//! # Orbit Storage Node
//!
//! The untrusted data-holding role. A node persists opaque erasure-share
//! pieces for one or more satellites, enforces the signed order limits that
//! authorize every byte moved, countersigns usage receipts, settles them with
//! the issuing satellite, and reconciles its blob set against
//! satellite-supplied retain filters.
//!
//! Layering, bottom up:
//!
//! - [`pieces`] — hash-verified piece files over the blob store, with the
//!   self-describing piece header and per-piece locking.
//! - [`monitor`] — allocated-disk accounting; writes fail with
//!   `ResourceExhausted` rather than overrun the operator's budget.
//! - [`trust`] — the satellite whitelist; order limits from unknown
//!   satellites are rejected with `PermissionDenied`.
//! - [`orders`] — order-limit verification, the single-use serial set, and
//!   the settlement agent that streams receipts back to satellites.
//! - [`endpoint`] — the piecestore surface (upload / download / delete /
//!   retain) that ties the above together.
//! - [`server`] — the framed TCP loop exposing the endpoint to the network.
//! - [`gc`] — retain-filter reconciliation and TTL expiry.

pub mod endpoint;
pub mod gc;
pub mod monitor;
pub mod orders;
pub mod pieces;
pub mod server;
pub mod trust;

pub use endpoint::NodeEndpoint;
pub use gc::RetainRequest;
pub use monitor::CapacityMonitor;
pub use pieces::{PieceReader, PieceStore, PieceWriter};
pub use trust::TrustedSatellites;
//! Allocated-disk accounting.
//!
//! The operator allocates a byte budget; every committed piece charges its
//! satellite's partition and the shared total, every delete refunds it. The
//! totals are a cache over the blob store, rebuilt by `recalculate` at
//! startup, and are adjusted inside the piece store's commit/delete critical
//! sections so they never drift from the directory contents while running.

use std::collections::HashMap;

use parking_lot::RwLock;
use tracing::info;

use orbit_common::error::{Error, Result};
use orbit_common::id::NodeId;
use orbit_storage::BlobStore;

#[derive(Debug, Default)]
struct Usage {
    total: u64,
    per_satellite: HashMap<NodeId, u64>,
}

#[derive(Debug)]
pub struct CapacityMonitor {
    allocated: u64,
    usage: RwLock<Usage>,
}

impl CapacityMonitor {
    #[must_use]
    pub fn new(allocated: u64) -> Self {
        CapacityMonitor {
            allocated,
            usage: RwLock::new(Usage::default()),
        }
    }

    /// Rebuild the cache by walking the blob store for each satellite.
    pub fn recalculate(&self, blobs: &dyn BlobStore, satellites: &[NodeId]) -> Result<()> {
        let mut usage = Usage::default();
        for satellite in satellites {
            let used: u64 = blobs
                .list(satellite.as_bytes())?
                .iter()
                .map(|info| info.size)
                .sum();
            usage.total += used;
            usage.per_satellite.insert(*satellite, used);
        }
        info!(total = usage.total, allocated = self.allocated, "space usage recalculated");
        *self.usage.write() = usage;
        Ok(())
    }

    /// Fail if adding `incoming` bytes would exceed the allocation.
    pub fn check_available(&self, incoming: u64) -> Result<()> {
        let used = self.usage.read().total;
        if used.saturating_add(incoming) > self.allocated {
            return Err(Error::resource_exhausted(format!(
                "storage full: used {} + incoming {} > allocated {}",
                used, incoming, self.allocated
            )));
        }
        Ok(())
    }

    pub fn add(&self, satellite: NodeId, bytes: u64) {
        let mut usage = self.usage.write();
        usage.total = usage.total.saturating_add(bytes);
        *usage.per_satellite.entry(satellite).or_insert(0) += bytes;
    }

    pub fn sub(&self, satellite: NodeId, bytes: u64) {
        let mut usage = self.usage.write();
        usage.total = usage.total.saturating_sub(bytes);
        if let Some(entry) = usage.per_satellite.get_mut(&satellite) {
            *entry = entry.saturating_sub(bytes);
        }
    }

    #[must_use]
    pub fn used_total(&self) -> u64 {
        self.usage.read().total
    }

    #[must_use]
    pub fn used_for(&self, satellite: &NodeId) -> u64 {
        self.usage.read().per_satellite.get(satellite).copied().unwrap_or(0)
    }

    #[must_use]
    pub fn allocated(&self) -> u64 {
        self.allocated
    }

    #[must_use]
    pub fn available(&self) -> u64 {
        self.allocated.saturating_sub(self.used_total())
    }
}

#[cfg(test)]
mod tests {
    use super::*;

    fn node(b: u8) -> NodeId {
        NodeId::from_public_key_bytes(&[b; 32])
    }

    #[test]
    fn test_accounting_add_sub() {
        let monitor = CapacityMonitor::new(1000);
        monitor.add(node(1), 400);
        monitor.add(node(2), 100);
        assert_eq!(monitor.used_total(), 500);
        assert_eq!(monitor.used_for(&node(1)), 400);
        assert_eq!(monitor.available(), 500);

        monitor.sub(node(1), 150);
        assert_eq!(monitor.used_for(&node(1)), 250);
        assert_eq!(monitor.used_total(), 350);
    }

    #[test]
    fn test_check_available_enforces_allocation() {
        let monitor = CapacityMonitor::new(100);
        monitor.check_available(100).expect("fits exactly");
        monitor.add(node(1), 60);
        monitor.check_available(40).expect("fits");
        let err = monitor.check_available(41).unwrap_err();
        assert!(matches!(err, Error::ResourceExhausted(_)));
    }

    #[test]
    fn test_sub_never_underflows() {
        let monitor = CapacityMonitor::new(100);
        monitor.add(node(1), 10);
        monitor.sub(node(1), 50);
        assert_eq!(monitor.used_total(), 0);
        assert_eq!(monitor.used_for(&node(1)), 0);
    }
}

-- WORK TO COMPLETE --
Using the listing above, transcribe every entry exactly.

-- RESPONSE AREA --
//! # Orbit Storage Node
//!
//! The untrusted data-holding role. A node persists opaque erasure-share
//! pieces for one or more satellites, enforces the signed order limits that
//! authorize every byte moved, countersigns usage receipts, settles them with
//! the issuing satellite, and reconciles its blob set against
//! satellite-supplied retain filters.
//!
//! Layering, bottom up:
//!
//! - [`pieces`] — hash-verified piece files over the blob store, with the
//!   self-describing piece header and per-piece locking.
//! - [`monitor`] — allocated-disk accounting; writes fail with
//!   `ResourceExhausted` rather than overrun the operator's budget.
//! - [`trust`] — the satellite whitelist; order limits from unknown
//!   satellites are rejected with `PermissionDenied`.
//! - [`orders`] — order-limit verification, the single-use serial set, and
//!   the settlement agent that streams receipts back to satellites.
//! - [`endpoint`] — the piecestore surface (upload / download / delete /
//!   retain) that ties the above together.
//! - [`server`] — the framed TCP loop exposing the endpoint to the network.
//! - [`gc`] — retain-filter reconciliation and TTL expiry.

pub mod endpoint;
pub mod gc;
pub mod monitor;
pub mod orders;
pub mod pieces;
pub mod server;
pub mod trust;

pub use endpoint::NodeEndpoint;
pub use gc::RetainRequest;
pub use monitor::CapacityMonitor;
pub use pieces::{PieceReader, PieceStore, PieceWriter};
pub use trust::TrustedSatellites;
//! Allocated-disk accounting.
//!
//! The operator allocates a byte budget; every committed piece charges its
//! satellite's partition and the shared total, every delete refunds it. The
//! totals are a cache over the blob store, rebuilt by `recalculate` at
//! startup, and are adjusted inside the piece store's commit/delete critical
//! sections so they never drift from the directory contents while running.

use std::collections::HashMap;

use parking_lot::RwLock;
use tracing::info;

use orbit_common::error::{Error, Result};
use orbit_common::id::NodeId;
use orbit_storage::BlobStore;

#[derive(Debug, Default)]
struct Usage {
    total: u64,
    per_satellite: HashMap<NodeId, u64>,
}

#[derive(Debug)]
pub struct CapacityMonitor {
    allocated: u64,
    usage: RwLock<Usage>,
}

impl CapacityMonitor {
    #[must_use]
    pub fn new(allocated: u64) -> Self {
        CapacityMonitor {
            allocated,
            usage: RwLock::new(Usage::default()),
        }
    }

    /// Rebuild the cache by walking the blob store for each satellite.
    pub fn recalculate(&self, blobs: &dyn BlobStore, satellites: &[NodeId]) -> Result<()> {
        let mut usage = Usage::default();
        for satellite in satellites {
            let used: u64 = blobs
                .list(satellite.as_bytes())?
                .iter()
                .map(|info| info.size)
                .sum();
            usage.total += used;
            usage.per_satellite.insert(*satellite, used);
        }
        info!(total = usage.total, allocated = self.allocated, "space usage recalculated");
        *self.usage.write() = usage;
        Ok(())
    }

    /// Fail if adding `incoming` bytes would exceed the allocation.
    pub fn check_available(&self, incoming: u64) -> Result<()> {
        let used = self.usage.read().total;
        if used.saturating_add(incoming) > self.allocated {
            return Err(Error::resource_exhausted(format!(
                "storage full: used {} + incoming {} > allocated {}",
                used, incoming, self.allocated
            )));
        }
        Ok(())
    }

    pub fn add(&self, satellite: NodeId, bytes: u64) {
        let mut usage = self.usage.write();
        usage.total = usage.total.saturating_add(bytes);
        *usage.per_satellite.entry(satellite).or_insert(0) += bytes;
    }

    pub fn sub(&self, satellite: NodeId, bytes: u64) {
        let mut usage = self.usage.write();
        usage.total = usage.total.saturating_sub(bytes);
        if let Some(entry) = usage.per_satellite.get_mut(&satellite) {
            *entry = entry.saturating_sub(bytes);
        }
    }

    #[must_use]
    pub fn used_total(&self) -> u64 {
        self.usage.read().total
    }

    #[must_use]
    pub fn used_for(&self, satellite: &NodeId) -> u64 {
        self.usage.read().per_satellite.get(satellite).copied().unwrap_or(0)
    }

    #[must_use]
    pub fn allocated(&self) -> u64 {
        self.allocated
    }

    #[must_use]
    pub fn available(&self) -> u64 {
        self.allocated.saturating_sub(self.used_total())
    }
}

#[cfg(test)]
mod tests {
    use super::*;

    fn node(b: u8) -> NodeId {
        NodeId::from_public_key_bytes(&[b; 32])
    }

    #[test]
    fn test_accounting_add_sub() {
        let monitor = CapacityMonitor::new(1000);
        monitor.add(node(1), 400);
        monitor.add(node(2), 100);
        assert_eq!(monitor.used_total(), 500);
        assert_eq!(monitor.used_for(&node(1)), 400);
        assert_eq!(monitor.available(), 500);

        monitor.sub(node(1), 150);
        assert_eq!(monitor.used_for(&node(1)), 250);
        assert_eq!(monitor.used_total(), 350);
    }

    #[test]
    fn test_check_available_enforces_allocation() {
        let monitor = CapacityMonitor::new(100);
        monitor.check_available(100).expect("fits exactly");
        monitor.add(node(1), 60);
        monitor.check_available(40).expect("fits");
        let err = monitor.check_available(41).unwrap_err();
        assert!(matches!(err, Error::ResourceExhausted(_)));
    }

    #[test]
    fn test_sub_never_underflows() {
        let monitor = CapacityMonitor::new(100);
        monitor.add(node(1), 10);
        monitor.sub(node(1), 50);
        assert_eq!(monitor.used_total(), 0);
        assert_eq!(monitor.used_for(&node(1)), 0);
    }
}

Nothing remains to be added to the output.